## What to work on
Return every line of the data below that includes the string "parsed".

## Material for this exercise
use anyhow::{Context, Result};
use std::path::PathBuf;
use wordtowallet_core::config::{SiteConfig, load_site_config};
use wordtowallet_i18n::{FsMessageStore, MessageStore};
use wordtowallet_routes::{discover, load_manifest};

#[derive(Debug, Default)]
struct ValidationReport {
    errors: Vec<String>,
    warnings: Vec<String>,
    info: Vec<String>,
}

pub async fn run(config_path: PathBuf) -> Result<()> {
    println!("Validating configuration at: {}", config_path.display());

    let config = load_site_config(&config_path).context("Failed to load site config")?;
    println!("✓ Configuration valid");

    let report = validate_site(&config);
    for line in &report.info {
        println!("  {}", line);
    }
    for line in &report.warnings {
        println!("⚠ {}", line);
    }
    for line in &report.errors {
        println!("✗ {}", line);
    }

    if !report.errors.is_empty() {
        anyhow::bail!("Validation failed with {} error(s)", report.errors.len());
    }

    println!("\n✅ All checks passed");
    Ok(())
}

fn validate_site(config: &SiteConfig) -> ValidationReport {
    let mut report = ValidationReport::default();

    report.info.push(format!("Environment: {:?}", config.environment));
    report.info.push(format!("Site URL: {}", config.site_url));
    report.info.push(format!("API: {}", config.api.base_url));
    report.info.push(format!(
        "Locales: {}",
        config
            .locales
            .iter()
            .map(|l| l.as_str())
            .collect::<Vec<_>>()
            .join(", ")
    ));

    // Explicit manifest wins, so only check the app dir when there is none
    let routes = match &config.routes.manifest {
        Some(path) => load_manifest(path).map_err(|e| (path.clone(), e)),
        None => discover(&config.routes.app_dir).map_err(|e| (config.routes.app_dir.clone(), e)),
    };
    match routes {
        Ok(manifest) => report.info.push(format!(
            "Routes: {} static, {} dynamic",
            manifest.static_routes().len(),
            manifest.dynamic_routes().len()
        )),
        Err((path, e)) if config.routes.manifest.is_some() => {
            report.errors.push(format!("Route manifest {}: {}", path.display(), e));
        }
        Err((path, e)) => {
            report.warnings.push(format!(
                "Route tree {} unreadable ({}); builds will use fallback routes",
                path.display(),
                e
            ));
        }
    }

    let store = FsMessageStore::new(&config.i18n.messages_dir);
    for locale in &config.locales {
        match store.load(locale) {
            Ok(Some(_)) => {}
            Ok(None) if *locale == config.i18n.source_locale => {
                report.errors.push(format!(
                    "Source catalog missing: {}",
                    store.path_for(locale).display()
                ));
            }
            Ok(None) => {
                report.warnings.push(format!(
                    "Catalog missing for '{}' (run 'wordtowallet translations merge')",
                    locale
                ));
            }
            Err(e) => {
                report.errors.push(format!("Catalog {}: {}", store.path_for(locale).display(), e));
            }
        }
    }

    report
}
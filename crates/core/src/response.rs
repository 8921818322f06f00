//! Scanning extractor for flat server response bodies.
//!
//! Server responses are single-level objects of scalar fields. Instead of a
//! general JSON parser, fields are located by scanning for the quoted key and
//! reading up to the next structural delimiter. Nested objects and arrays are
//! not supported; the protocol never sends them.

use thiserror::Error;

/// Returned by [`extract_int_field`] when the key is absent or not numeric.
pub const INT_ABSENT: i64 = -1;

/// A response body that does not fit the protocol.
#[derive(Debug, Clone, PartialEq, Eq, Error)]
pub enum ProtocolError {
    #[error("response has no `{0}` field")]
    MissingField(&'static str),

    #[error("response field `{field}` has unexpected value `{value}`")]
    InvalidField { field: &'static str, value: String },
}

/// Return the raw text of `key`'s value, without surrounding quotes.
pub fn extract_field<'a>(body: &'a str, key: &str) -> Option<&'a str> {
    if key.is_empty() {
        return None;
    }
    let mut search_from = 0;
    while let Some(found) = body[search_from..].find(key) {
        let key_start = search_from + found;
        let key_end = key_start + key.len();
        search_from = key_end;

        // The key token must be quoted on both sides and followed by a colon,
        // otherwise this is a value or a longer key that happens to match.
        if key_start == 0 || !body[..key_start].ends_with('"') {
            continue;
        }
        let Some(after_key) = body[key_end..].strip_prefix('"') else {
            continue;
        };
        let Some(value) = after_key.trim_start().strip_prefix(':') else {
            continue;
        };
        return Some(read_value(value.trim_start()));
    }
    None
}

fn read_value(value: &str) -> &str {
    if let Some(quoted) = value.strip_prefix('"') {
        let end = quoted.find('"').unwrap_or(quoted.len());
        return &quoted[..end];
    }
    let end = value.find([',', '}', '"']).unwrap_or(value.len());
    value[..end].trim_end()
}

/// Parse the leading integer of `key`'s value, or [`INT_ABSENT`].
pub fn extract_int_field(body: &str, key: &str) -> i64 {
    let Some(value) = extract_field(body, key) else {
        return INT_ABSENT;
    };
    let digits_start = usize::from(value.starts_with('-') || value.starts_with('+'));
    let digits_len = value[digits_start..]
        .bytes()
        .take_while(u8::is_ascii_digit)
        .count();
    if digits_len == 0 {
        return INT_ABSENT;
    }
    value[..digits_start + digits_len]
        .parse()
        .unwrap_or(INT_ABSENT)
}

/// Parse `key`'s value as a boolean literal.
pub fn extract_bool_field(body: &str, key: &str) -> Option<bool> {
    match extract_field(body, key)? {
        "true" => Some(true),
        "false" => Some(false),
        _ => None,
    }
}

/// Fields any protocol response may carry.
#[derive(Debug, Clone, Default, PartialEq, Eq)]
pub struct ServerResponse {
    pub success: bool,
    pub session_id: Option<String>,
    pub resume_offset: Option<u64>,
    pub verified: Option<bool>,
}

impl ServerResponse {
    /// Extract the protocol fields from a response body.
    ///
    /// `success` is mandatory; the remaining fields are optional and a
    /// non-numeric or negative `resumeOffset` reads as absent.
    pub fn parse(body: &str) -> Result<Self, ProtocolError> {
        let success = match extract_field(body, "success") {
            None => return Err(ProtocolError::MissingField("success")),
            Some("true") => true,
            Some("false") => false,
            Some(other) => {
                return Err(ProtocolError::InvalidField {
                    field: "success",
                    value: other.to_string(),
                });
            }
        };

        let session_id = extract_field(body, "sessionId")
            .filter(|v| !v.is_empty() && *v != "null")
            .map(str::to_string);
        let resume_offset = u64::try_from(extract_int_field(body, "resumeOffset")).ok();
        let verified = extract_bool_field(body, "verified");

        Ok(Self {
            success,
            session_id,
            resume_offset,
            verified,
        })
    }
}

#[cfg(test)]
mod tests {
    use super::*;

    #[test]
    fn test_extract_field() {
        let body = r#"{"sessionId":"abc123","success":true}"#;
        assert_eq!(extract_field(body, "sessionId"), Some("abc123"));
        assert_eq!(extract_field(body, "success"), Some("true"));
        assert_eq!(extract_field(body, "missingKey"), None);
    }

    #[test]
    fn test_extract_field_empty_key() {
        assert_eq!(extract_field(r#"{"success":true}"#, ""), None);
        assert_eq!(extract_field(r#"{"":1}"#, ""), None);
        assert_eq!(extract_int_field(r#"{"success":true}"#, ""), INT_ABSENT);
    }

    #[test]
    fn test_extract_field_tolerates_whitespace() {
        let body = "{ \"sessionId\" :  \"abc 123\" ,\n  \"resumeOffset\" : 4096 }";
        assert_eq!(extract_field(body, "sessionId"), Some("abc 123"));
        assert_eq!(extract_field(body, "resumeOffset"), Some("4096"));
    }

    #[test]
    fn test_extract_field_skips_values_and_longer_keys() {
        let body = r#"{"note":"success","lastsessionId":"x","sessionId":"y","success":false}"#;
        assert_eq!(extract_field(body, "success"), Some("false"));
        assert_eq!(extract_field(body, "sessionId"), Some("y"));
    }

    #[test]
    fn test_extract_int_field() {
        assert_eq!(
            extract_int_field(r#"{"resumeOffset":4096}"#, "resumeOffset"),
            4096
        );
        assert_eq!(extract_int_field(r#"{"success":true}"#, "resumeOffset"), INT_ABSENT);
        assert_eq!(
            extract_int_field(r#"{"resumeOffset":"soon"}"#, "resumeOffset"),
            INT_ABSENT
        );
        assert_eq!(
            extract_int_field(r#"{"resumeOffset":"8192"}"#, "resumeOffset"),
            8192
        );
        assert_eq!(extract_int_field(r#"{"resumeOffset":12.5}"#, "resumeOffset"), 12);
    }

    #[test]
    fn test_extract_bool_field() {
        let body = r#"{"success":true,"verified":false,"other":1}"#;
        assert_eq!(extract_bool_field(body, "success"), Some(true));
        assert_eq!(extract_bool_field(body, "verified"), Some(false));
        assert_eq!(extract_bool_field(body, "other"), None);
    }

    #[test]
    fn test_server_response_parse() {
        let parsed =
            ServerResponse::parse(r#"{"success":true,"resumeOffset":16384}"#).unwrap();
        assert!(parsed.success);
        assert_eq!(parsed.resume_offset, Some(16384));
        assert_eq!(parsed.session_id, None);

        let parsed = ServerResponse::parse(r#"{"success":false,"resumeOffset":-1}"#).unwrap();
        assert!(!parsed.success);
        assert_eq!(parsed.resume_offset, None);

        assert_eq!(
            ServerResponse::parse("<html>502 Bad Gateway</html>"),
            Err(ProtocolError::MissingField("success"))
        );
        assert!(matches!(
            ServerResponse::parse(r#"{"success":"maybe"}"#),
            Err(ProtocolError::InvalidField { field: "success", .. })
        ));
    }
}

## Response
        let parsed =
        assert!(parsed.success);
        assert_eq!(parsed.resume_offset, Some(16384));
        assert_eq!(parsed.session_id, None);
        let parsed = ServerResponse::parse(r#"{"success":false,"resumeOffset":-1}"#).unwrap();
        assert!(!parsed.success);
        assert_eq!(parsed.resume_offset, None);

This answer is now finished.